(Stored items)
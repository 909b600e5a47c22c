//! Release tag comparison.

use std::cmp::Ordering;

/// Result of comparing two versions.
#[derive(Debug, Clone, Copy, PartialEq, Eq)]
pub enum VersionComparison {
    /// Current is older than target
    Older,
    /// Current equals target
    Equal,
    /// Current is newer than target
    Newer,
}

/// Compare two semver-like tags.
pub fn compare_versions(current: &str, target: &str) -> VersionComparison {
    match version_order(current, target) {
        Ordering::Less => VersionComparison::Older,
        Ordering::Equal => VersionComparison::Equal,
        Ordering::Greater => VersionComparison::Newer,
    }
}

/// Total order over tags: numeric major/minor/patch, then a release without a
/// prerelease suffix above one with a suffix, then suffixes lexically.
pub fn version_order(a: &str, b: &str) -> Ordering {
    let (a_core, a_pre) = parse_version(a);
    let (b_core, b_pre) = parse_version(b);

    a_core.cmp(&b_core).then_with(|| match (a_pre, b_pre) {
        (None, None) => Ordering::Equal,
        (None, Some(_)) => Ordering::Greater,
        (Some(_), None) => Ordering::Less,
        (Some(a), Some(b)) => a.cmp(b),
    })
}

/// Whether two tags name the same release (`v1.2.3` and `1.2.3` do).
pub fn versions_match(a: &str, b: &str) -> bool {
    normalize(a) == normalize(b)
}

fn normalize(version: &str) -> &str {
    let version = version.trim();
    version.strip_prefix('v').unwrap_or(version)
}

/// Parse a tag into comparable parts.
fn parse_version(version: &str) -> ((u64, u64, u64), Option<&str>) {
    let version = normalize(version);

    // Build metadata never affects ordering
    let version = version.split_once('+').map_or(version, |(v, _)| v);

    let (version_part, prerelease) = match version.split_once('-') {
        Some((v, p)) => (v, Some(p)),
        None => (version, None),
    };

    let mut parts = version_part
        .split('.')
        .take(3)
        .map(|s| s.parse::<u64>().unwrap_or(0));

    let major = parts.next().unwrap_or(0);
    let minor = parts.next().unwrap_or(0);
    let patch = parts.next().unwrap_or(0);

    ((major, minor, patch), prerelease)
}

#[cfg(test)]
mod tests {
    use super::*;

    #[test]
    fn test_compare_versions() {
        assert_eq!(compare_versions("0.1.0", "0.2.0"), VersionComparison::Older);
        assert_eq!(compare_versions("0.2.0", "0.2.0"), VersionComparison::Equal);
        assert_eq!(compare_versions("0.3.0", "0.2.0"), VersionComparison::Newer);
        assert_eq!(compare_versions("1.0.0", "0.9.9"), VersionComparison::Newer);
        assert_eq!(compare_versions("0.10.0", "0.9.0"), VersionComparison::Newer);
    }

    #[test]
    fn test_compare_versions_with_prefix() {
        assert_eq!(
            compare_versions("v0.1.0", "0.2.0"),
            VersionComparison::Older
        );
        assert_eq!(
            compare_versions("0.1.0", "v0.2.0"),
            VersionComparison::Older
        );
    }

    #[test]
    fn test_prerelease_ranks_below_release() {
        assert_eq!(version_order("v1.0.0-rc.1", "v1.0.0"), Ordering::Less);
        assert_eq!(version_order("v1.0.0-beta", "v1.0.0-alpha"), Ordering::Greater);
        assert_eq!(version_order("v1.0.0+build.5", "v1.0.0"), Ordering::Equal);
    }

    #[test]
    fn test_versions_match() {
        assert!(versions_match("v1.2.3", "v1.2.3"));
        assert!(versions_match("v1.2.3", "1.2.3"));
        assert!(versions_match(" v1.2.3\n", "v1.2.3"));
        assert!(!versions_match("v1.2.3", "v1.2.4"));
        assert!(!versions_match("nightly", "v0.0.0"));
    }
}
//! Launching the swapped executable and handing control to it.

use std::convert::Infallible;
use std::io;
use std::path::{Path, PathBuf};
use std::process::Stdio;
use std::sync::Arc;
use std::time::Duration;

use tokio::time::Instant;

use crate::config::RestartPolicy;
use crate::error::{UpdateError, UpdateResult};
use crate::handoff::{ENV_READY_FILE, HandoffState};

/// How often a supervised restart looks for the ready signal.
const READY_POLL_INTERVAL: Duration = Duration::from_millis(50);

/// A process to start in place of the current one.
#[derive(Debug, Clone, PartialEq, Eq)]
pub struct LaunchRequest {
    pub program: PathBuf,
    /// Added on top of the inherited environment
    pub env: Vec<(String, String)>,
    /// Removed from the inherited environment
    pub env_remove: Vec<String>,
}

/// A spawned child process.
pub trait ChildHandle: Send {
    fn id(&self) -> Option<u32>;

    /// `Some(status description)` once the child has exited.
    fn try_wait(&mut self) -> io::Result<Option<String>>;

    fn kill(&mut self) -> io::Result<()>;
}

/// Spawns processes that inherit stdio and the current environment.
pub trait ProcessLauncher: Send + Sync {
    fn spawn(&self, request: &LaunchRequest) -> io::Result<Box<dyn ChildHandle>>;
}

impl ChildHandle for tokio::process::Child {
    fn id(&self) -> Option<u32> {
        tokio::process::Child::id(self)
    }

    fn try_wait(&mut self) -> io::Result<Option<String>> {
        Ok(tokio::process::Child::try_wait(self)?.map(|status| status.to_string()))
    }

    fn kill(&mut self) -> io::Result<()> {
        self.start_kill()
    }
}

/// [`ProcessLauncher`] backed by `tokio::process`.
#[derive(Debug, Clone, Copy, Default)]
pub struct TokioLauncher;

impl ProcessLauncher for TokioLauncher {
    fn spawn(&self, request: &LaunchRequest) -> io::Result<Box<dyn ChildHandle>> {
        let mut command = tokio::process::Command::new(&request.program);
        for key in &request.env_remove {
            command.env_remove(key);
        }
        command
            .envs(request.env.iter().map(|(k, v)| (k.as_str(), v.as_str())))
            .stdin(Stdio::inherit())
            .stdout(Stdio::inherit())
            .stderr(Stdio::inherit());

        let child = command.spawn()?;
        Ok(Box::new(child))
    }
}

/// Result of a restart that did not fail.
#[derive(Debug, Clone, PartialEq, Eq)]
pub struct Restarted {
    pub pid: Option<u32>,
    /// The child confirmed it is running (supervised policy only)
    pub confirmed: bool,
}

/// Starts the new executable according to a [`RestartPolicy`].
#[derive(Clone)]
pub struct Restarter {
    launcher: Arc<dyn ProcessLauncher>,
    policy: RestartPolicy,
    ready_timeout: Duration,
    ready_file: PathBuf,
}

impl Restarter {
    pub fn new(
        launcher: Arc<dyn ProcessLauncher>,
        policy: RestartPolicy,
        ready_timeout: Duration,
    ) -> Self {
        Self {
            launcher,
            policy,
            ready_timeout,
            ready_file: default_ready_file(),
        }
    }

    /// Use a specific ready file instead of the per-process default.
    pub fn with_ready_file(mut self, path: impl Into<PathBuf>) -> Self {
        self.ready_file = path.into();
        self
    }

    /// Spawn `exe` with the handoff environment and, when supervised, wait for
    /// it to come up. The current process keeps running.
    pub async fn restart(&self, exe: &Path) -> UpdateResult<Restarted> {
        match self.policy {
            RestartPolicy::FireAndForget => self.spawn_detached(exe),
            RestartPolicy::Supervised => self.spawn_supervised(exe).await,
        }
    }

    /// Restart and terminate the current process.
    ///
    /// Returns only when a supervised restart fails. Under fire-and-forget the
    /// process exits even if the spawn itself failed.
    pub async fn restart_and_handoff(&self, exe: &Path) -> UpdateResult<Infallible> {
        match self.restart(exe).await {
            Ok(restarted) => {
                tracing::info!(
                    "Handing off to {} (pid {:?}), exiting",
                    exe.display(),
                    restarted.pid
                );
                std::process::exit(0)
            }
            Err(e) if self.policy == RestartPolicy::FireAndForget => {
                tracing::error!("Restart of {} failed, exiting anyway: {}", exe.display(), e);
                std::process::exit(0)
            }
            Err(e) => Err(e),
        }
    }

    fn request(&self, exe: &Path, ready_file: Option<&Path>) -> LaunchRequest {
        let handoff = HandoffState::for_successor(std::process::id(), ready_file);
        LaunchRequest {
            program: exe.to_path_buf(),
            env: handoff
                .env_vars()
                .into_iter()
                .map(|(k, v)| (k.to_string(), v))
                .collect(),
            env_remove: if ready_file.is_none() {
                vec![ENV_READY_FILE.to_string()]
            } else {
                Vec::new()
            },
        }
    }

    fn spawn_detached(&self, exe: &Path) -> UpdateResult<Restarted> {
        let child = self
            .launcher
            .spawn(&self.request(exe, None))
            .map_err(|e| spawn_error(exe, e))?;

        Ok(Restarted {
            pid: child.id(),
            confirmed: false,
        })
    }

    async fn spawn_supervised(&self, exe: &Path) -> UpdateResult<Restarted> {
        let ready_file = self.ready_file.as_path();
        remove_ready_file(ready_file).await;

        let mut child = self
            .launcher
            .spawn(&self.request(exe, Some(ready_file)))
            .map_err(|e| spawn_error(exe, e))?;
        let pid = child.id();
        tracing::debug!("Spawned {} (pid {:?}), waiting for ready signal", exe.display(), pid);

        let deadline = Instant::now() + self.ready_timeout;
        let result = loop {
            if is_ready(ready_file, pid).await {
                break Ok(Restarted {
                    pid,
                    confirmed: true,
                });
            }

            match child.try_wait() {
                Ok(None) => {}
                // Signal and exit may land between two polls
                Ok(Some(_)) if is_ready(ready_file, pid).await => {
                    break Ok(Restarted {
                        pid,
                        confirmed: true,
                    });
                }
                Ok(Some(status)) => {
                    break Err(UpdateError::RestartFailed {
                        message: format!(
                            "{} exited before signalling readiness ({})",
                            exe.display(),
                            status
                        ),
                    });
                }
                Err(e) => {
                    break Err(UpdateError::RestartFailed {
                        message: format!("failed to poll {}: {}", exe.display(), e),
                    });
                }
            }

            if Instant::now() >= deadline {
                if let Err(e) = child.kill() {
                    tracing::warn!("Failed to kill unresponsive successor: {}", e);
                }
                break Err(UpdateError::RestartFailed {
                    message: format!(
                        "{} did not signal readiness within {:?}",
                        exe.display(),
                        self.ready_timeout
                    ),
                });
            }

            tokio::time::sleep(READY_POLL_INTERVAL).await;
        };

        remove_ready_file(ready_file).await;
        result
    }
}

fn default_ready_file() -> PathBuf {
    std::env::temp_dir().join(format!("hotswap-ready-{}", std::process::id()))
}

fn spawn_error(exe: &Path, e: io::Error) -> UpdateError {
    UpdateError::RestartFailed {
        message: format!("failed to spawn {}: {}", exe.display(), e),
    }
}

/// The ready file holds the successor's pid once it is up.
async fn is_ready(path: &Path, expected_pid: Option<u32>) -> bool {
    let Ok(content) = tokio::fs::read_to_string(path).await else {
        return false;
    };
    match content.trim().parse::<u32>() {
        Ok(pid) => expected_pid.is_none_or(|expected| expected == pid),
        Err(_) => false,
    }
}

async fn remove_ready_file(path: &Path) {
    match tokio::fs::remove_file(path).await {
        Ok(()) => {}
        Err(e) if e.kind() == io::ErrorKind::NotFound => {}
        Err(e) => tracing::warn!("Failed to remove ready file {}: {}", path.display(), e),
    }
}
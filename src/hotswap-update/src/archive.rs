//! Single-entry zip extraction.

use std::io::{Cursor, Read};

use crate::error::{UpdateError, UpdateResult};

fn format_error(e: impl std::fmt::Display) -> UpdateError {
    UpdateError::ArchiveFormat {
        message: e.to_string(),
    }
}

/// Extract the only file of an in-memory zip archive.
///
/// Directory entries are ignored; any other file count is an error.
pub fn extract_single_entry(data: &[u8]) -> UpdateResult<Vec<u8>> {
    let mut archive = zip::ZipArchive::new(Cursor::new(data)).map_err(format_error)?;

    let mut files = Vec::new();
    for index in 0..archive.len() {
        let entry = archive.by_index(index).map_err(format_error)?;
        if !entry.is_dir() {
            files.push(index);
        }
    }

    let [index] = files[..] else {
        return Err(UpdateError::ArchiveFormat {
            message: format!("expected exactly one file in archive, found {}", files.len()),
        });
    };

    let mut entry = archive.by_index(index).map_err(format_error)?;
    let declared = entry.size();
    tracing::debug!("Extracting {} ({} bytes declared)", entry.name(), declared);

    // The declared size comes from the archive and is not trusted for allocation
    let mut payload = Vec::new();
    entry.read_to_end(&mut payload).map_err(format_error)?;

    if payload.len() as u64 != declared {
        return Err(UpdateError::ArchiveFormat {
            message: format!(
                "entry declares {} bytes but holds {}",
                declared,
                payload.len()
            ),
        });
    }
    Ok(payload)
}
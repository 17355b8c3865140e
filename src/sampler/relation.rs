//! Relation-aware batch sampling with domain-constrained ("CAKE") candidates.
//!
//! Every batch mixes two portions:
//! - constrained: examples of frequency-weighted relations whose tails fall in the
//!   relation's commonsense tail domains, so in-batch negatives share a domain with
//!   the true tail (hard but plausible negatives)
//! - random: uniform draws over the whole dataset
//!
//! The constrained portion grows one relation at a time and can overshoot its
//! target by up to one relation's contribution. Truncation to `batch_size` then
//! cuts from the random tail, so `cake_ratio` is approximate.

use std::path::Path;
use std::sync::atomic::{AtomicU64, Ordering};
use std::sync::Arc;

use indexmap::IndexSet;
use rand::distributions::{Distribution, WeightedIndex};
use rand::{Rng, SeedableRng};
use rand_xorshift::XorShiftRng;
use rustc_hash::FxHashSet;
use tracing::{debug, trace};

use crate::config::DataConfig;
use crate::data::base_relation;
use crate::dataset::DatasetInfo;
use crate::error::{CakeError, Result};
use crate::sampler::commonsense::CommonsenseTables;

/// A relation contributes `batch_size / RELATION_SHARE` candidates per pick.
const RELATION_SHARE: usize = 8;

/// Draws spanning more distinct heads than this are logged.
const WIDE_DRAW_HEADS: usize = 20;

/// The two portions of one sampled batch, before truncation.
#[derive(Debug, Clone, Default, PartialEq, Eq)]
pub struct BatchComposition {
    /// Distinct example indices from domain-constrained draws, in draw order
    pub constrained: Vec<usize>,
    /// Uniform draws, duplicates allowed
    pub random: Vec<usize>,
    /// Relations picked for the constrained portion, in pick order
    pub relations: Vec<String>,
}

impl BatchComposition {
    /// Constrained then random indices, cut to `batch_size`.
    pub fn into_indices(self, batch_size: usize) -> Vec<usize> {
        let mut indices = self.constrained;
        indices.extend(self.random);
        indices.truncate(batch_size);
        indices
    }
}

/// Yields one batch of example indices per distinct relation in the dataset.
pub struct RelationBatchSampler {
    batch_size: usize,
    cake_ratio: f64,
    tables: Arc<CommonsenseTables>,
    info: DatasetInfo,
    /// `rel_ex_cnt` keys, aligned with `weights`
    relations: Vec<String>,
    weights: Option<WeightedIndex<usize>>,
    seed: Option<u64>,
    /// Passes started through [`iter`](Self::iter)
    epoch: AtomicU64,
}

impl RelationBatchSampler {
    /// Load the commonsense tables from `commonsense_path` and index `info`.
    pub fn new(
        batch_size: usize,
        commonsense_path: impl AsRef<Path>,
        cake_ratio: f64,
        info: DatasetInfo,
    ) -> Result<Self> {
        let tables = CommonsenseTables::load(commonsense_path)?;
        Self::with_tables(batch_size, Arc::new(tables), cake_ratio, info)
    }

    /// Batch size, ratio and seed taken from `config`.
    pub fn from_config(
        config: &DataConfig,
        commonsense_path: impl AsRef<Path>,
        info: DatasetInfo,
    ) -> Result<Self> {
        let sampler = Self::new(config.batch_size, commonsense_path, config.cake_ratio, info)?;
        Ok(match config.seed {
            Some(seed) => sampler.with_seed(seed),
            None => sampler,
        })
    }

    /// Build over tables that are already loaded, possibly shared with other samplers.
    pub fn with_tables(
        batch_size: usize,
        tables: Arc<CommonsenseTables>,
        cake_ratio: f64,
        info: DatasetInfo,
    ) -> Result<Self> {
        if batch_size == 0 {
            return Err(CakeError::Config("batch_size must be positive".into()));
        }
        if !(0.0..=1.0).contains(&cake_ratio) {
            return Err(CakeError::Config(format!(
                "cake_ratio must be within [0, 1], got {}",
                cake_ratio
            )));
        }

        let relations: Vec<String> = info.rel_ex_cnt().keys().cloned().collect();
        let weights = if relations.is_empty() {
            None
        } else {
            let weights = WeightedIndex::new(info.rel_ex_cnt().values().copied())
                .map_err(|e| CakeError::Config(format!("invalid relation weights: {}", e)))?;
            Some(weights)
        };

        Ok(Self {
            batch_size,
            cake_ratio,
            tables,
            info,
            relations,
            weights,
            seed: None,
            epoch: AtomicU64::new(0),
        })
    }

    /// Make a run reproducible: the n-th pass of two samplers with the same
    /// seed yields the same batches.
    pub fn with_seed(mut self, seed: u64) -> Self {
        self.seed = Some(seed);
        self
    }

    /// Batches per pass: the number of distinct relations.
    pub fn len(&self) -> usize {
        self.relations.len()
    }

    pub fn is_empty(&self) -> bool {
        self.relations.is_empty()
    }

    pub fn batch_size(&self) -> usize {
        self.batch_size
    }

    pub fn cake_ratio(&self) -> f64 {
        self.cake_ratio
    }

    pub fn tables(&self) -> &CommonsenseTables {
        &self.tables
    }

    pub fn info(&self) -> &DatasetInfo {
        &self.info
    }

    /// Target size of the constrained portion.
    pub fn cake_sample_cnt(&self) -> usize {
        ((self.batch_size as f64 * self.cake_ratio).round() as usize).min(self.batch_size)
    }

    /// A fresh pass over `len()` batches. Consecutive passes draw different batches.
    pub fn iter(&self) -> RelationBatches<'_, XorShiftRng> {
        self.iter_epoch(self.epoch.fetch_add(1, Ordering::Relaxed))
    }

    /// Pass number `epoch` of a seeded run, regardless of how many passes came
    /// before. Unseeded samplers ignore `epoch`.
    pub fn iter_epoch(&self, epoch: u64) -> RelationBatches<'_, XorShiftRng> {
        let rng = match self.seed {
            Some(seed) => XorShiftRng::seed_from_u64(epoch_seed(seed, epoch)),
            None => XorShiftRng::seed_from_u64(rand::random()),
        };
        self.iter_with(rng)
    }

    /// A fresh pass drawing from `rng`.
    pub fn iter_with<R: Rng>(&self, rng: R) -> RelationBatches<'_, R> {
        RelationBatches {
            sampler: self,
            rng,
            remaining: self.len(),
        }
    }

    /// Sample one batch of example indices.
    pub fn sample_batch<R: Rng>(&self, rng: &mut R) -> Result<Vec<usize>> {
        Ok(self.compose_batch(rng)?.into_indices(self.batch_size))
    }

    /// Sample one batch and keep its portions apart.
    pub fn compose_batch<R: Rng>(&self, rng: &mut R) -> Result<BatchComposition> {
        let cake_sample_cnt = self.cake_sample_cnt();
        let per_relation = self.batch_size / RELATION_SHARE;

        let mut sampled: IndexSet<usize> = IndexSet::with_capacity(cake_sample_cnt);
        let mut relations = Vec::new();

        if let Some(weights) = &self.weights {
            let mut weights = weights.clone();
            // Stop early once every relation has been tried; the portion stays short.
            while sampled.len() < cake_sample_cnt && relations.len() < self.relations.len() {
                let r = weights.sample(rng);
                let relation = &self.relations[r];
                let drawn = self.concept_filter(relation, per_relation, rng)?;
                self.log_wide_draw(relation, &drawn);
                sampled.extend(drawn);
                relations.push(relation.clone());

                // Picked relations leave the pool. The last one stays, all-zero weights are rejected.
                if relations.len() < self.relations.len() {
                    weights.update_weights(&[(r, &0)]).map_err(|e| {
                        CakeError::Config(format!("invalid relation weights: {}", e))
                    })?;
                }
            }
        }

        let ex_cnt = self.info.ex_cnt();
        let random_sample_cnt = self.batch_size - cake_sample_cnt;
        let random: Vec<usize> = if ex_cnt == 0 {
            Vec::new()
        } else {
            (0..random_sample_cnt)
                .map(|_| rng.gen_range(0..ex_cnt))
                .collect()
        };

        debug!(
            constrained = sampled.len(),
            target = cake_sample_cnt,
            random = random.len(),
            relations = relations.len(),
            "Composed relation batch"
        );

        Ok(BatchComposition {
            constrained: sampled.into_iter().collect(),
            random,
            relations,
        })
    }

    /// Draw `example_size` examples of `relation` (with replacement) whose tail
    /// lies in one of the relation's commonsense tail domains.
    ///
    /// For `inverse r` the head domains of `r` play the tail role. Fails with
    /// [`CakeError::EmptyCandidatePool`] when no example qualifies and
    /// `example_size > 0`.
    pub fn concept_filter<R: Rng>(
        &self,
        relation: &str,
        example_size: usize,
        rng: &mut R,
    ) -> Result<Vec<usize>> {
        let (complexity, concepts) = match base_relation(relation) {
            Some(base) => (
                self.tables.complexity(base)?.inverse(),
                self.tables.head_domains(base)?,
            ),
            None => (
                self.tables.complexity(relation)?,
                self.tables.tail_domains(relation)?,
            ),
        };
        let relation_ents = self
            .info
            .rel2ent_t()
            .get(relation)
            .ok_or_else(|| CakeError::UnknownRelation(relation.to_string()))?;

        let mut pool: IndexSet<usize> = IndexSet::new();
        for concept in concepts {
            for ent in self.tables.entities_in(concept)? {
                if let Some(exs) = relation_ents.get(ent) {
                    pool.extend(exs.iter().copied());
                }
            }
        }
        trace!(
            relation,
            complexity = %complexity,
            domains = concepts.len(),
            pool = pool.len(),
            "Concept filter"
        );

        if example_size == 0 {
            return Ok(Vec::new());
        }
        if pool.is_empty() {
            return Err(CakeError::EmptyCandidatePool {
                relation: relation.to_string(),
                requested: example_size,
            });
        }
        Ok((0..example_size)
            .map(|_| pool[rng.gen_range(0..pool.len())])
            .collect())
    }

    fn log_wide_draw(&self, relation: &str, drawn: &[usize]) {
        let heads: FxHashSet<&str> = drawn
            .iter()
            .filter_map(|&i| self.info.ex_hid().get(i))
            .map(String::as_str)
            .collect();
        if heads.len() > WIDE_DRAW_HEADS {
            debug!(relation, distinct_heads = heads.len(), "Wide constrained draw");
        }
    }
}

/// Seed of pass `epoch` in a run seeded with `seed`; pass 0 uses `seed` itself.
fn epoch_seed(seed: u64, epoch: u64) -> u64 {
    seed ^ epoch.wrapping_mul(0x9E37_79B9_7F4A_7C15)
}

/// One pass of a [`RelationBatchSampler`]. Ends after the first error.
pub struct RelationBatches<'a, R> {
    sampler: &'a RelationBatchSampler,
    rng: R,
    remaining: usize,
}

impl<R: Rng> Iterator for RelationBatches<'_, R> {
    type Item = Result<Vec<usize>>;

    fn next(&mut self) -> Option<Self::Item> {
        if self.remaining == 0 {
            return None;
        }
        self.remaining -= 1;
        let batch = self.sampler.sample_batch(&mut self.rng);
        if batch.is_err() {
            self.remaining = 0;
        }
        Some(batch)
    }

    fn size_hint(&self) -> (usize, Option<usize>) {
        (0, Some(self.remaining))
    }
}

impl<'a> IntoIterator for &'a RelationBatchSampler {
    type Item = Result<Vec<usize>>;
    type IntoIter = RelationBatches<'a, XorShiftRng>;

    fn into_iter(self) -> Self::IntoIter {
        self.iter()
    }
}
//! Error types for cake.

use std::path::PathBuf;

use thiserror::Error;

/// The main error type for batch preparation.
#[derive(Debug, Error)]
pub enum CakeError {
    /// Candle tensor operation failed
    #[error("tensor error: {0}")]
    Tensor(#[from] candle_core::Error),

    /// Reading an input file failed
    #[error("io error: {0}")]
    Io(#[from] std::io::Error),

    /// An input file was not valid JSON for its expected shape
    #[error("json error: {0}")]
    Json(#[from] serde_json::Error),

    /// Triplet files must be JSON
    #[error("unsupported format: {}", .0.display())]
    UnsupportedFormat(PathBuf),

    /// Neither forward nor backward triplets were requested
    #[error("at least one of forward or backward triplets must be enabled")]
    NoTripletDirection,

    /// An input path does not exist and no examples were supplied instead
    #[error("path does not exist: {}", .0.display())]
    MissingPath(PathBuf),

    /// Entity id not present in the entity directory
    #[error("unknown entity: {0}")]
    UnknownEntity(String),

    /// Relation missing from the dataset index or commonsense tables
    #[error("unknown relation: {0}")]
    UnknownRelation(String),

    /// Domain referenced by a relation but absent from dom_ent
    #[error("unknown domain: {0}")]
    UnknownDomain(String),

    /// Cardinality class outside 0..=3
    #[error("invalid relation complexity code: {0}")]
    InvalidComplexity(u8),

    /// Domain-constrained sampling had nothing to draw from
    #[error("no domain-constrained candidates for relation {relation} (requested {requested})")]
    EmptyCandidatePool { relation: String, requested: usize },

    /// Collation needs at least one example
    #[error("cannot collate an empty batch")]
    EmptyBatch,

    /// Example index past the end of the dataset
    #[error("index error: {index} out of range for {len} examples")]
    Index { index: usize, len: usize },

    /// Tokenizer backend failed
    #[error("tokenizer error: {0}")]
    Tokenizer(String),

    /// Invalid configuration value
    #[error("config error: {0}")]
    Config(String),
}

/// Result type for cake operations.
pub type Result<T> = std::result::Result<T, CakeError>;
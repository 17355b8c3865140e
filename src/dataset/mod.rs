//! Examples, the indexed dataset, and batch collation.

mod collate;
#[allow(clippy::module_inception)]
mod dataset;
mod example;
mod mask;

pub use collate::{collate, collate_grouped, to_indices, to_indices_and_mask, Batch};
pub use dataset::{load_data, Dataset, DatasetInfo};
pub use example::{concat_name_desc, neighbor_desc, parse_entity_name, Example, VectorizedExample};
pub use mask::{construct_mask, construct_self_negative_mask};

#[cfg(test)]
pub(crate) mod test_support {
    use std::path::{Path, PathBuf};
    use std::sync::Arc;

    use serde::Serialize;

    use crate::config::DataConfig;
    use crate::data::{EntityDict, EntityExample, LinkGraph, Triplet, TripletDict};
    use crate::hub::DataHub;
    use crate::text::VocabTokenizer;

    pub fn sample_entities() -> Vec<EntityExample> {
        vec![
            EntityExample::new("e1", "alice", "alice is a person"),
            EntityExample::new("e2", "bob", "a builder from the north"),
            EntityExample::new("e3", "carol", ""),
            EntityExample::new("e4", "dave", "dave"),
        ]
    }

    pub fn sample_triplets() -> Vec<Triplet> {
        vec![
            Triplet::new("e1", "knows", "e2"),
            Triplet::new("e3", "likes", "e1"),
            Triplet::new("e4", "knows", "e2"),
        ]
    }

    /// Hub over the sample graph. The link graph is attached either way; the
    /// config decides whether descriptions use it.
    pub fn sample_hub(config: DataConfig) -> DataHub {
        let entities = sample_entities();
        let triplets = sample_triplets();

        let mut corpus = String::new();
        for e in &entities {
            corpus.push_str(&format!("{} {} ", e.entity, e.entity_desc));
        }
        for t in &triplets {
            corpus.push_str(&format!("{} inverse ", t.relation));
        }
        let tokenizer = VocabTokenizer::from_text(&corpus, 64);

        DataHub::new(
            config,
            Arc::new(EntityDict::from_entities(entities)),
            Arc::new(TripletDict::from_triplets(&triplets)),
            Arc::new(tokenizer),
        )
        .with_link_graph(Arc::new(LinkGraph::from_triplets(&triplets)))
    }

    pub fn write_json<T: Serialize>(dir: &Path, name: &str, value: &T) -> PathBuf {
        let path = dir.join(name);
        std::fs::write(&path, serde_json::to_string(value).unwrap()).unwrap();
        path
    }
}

## [Your goal]
Each line from the start of the records through the line holding "Whether two tags" must be returned exactly; nothing else belongs in the answer.

## [Exercise response]
repository 909b600e5a47c22c
//! Release tag comparison.

use std::cmp::Ordering;

/// Result of comparing two versions.
#[derive(Debug, Clone, Copy, PartialEq, Eq)]
pub enum VersionComparison {
    /// Current is older than target
    Older,
    /// Current equals target
    Equal,
    /// Current is newer than target
    Newer,
}

/// Compare two semver-like tags.
pub fn compare_versions(current: &str, target: &str) -> VersionComparison {
    match version_order(current, target) {
        Ordering::Less => VersionComparison::Older,
        Ordering::Equal => VersionComparison::Equal,
        Ordering::Greater => VersionComparison::Newer,
    }
}

/// Total order over tags: numeric major/minor/patch, then a release without a
/// prerelease suffix above one with a suffix, then suffixes lexically.
pub fn version_order(a: &str, b: &str) -> Ordering {
    let (a_core, a_pre) = parse_version(a);
    let (b_core, b_pre) = parse_version(b);

    a_core.cmp(&b_core).then_with(|| match (a_pre, b_pre) {
        (None, None) => Ordering::Equal,
        (None, Some(_)) => Ordering::Greater,
        (Some(_), None) => Ordering::Less,
        (Some(a), Some(b)) => a.cmp(b),
    })
}

/// Whether two tags name the same release (`v1.2.3` and `1.2.3` do).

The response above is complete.